BF Card
Last updated: 7 April 2026
What is a BF Card?
BF stands for Business Fundamentals. Before you decide whether a price is worth paying, the BF Card tells you what kind of business you are actually looking at. It pulls from the income statement, balance sheet, cash flow statement, and analyst estimates, then scores four pillars: growth, earnings quality, cash conversion, and financial resilience. The model adjusts automatically by company stage, because the right questions for a bank or a pre-profit startup are not the same.
Valuation
Valuation answers one question: is the price fair for what the business is actually worth today? The answer depends on which measuring stick fits the company. Profitable companies are measured differently from pre-profit ones, and financial companies need their own framework.
How the metric is selected
Finance Dupes picks the valuation metric automatically based on what data is available and what model the company falls under. The priority order is fixed: P/E vs industry first, then P/E vs sector if no industry match, then P/S when earnings are negative, and P/B as the final fallback for pre-revenue companies.
Used when the company is profitable. Compares the current trailing P/E against the live industry average from market data. The most accurate benchmark because it measures like-for-like companies.
Used when the industry P/E is unavailable, has too few companies to be meaningful, or appears distorted by outliers. The broader sector average is used as a substitute. Less precise than an industry match but more reliable than no benchmark at all.
Used when earnings are negative or not meaningful. Price-to-Sales compares market cap against revenue, not profit. The benchmark is a fixed reference derived from the industry. Common for Early Growth and Standard companies with temporary losses.
Last resort for pre-revenue or near-zero revenue companies. Price-to-Book compares market cap against the net asset value on the balance sheet. At this stage the company is priced on its assets and potential, not earnings or revenue.
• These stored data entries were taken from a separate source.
//! Member access auditing
//!
//! Proves that the mirrorable surface of a reference type (its verification
//! entry point and tagged methods) only reaches public or trusted members of
//! the type itself. Nested types of the reference reached from that surface
//! are audited with their whole method surface.

use rustc_hash::{FxHashMap, FxHashSet};
use tracing::{debug, warn};

use super::violation::{AccessedMember, AuditError, AuditViolation};
use crate::classfile::{
    decode_instructions, BinaryClass, ClassFileError, ClassSymbol, MethodInfo, TypeDescriptor,
};
use crate::config::EngineConfig;
use crate::mirror::ConstructionError;
use crate::reflect::{ClassInfo, Tag};
use crate::source::ClassSource;

/// Tags whose bodies are held to the access rules
const RULED_TAGS: [Tag; 3] = [Tag::Verify, Tag::Generator, Tag::Next];

/// Audits reference types read from a class source
pub struct Auditor<'a> {
    source: &'a dyn ClassSource,
    config: &'a EngineConfig,
}

impl<'a> Auditor<'a> {
    /// Auditor reading classes from `source`
    pub fn new(source: &'a dyn ClassSource, config: &'a EngineConfig) -> Self {
        Self { source, config }
    }

    /// Audit `reference`
    pub fn audit(&self, reference: &str) -> Result<(), AuditError> {
        let bytes = self
            .source
            .bytecode_for(reference)
            .ok_or_else(|| ConstructionError::MissingClass(reference.to_string()))?;
        let loaded = LoadedClass::decode(reference, &bytes, self.config)?;

        let mut walk = AuditWalk {
            source: self.source,
            separator: self.config.synthetic_separator,
            config: self.config,
            reference: &loaded,
            checked: FxHashSet::default(),
            danger: FxHashMap::default(),
        };
        match walk.run() {
            Ok(()) => {
                debug!(reference, nested = walk.checked.len() - 1, "audit passed");
                Ok(())
            }
            Err(AuditError::Violation(violation)) => {
                warn!(reference, %violation, "audit failed");
                Err(violation.into())
            }
            Err(other) => Err(other),
        }
    }
}

struct LoadedClass {
    binary: BinaryClass,
    info: ClassInfo,
}

impl LoadedClass {
    fn decode(name: &str, bytes: &[u8], config: &EngineConfig) -> Result<Self, ConstructionError> {
        let binary = BinaryClass::decode(bytes).map_err(|e| malformed(name, e))?;
        let info = ClassInfo::new(&binary, &config.tags).map_err(|e| malformed(name, e))?;
        Ok(Self { binary, info })
    }

    fn name(&self) -> &str {
        self.info.name()
    }
}

/// State of one audit call
struct AuditWalk<'a> {
    source: &'a dyn ClassSource,
    config: &'a EngineConfig,
    separator: char,
    reference: &'a LoadedClass,
    /// Classes already audited (or being audited)
    checked: FxHashSet<String>,
    /// Violations found inside synthesized accessors, by name and descriptor
    danger: FxHashMap<(String, String), AuditViolation>,
}

impl AuditWalk<'_> {
    fn run(&mut self) -> Result<(), AuditError> {
        let reference = self.reference;
        self.checked.insert(reference.name().to_string());

        // Accessors first, so a call to one anywhere replays what it reaches.
        // Accessors may call each other, so repeat until nothing new is found.
        loop {
            let mut grew = false;
            for (method, info) in reference.binary.methods.iter().zip(reference.info.methods()) {
                let key = (info.name.clone(), info.descriptor.clone());
                if !info.is_synthetic_name(self.separator) || self.danger.contains_key(&key) {
                    continue;
                }
                match self.walk_method(reference, method, true, false) {
                    Ok(()) => {}
                    Err(AuditError::Violation(violation)) => {
                        self.danger.insert(key, violation);
                        grew = true;
                    }
                    Err(other) => return Err(other),
                }
            }
            if !grew {
                break;
            }
        }

        for (method, info) in reference.binary.methods.iter().zip(reference.info.methods()) {
            let ruled = info.has_any_tag(&RULED_TAGS);
            // Helper bodies always run as the reference's own code
            if !ruled && !info.has_tag(Tag::Helper) {
                continue;
            }
            self.walk_method(reference, method, ruled, true)?;
        }
        Ok(())
    }

    fn walk_method(
        &mut self,
        current: &LoadedClass,
        method: &MethodInfo,
        ruled: bool,
        check_inner: bool,
    ) -> Result<(), AuditError> {
        let fail = |e: ClassFileError| AuditError::from(malformed(current.name(), e));
        let symbols = &current.binary.symbols;
        let (method_name, _) = current.binary.method_signature(method).map_err(fail)?;
        let instructions =
            decode_instructions(&method.code).map_err(|e| fail(ClassFileError::from(e)))?;

        for instruction in &instructions {
            let Some(index) = instruction.symbol() else {
                continue;
            };
            let opcode = instruction.opcode;
            if opcode.is_field_access() || opcode.is_invoke() {
                let member = symbols.member_ref(index).map_err(fail)?;
                if check_inner {
                    self.visit_nested(current, method_name, member.class_name)?;
                }
                if ruled && member.class_name == self.reference.name() {
                    if opcode.is_field_access() {
                        self.check_field(current, method_name, member.name)?;
                    } else {
                        self.check_call(current, method_name, member.name, member.descriptor)?;
                    }
                }
            } else if opcode.takes_class_operand() && check_inner {
                let named = match symbols.class_symbol(index).map_err(fail)? {
                    ClassSymbol::Class(name) => Some(name.to_string()),
                    ClassSymbol::Array { element, .. } => TypeDescriptor::parse(element)
                        .ok()
                        .and_then(|ty| ty.object_name().map(str::to_string)),
                };
                if let Some(name) = named {
                    self.visit_nested(current, method_name, &name)?;
                }
            }
        }
        Ok(())
    }

    fn check_field(
        &self,
        current: &LoadedClass,
        caller: &str,
        name: &str,
    ) -> Result<(), AuditViolation> {
        // Inherited fields are not declared on the reference type
        let Some(field) = self.reference.info.field(name) else {
            return Ok(());
        };
        if field.is_public() || (field.is_static() && field.has_tag(Tag::Helper)) {
            return Ok(());
        }
        Err(AuditViolation::new(
            caller,
            current.name(),
            AccessedMember::Field(name.to_string()),
        ))
    }

    fn check_call(
        &self,
        current: &LoadedClass,
        caller: &str,
        name: &str,
        descriptor: &str,
    ) -> Result<(), AuditViolation> {
        let candidates = self.reference.info.methods_named(name).filter(|m| {
            m.descriptor == descriptor
                && !m.is_public()
                && (!m.has_any_tag(&Tag::TRUSTED) || !m.is_static())
        });
        for candidate in candidates {
            let key = (candidate.name.clone(), candidate.descriptor.clone());
            if let Some(cause) = self.danger.get(&key) {
                return Err(AuditViolation::chained(caller, current.name(), cause.clone()));
            }
            if !candidate.is_synthetic_name(self.separator) {
                return Err(AuditViolation::new(
                    caller,
                    current.name(),
                    AccessedMember::Method {
                        name: name.to_string(),
                        descriptor: descriptor.to_string(),
                    },
                ));
            }
        }
        Ok(())
    }

    /// Audit `name` if it is a nested type of `current` not yet checked
    fn visit_nested(
        &mut self,
        current: &LoadedClass,
        caller: &str,
        name: &str,
    ) -> Result<(), AuditError> {
        let is_member_type = name
            .strip_prefix(current.name())
            .map_or(false, |rest| rest.starts_with(self.separator) && rest.len() > 1);
        if !is_member_type
            || !current.info.inner_class_names().iter().any(|inner| inner == name)
            || !self.checked.insert(name.to_string())
        {
            return Ok(());
        }

        let bytes = self.source.bytecode_for(name).ok_or_else(|| {
            ConstructionError::UnresolvableNested {
                nested: name.to_string(),
                reference: self.reference.name().to_string(),
            }
        })?;
        let nested = LoadedClass::decode(name, &bytes, self.config)?;
        for method in &nested.binary.methods {
            self.walk_method(&nested, method, true, true)
                .map_err(|e| match e {
                    AuditError::Violation(violation) => {
                        AuditViolation::chained(caller, current.name(), violation).into()
                    }
                    other => other,
                })?;
        }
        Ok(())
    }
}

fn malformed(class: &str, source: ClassFileError) -> ConstructionError {
    ConstructionError::MalformedClass {
        class: class.to_string(),
        source,
    }
}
P/B is also the default for Financial model companies, where book value is a more meaningful basis for comparison than earnings.
The Four Pillars
Each pillar asks one precise question about the business. The metric used to answer it changes depending on the model, because the right question for a bank is different from the right question for a pre-profit startup.
Growth measures whether the business is getting bigger. The core question is revenue momentum. For companies in decline or recovery, quarter-over-quarter growth is used instead of annual to catch directional change faster.
Quality measures the durability and efficiency of earnings. The right metric depends on whether the company is profitable and how it makes money. ROIC for profitable companies. Gross Margin for early-stage ones where unit economics matter more. Net Margin for financial companies where intermediation margins are the core business.
A company can report profit and still burn cash. REALITY checks whether money is actually flowing into the business. For early-stage companies that are not yet profitable, a negative OCF/Sales ratio is expected and not penalised in the same way, but the trend over time still matters.
Survival measures structural resilience. For companies that are already profitable, the question is debt load relative to earnings. For early-stage companies burning cash, the question shifts to how long they can survive at the current burn rate before needing to raise capital again.
Pillar Scores
Each pillar gets a label based on the calculated score. The label set depends on the model — Standard and Financial share one set, Early Growth and Degraded each have their own.
How to Read a BF Card
Start with the tag, then use the pillars to understand why.
The tag names the business character. ALL-ACE means every pillar is strong. SMART-BURN means it's losing money with a plan. The tag is the summary. the pillars explain it.
Is the price fair for what the company is? DISCOUNT + strong pillars is a rare setup. PREMIUM is fine if Growth and Quality are exceptional. but leaves no margin for error.
Look for the weakest pillar. A single FRAGILE score matters more than three PRIME scores. Growth and Quality drive the upside. Reality and Survival protect the downside.
The metric inside each pillar depends on the model. Early Growth uses different metrics than Standard. Comparing a Gross Margin score to an ROIC score is comparing apples to oranges.
BF tells you if the business deserves to move. PT tells you if now is the right time to enter. Strong BF + good PT setup = the full picture.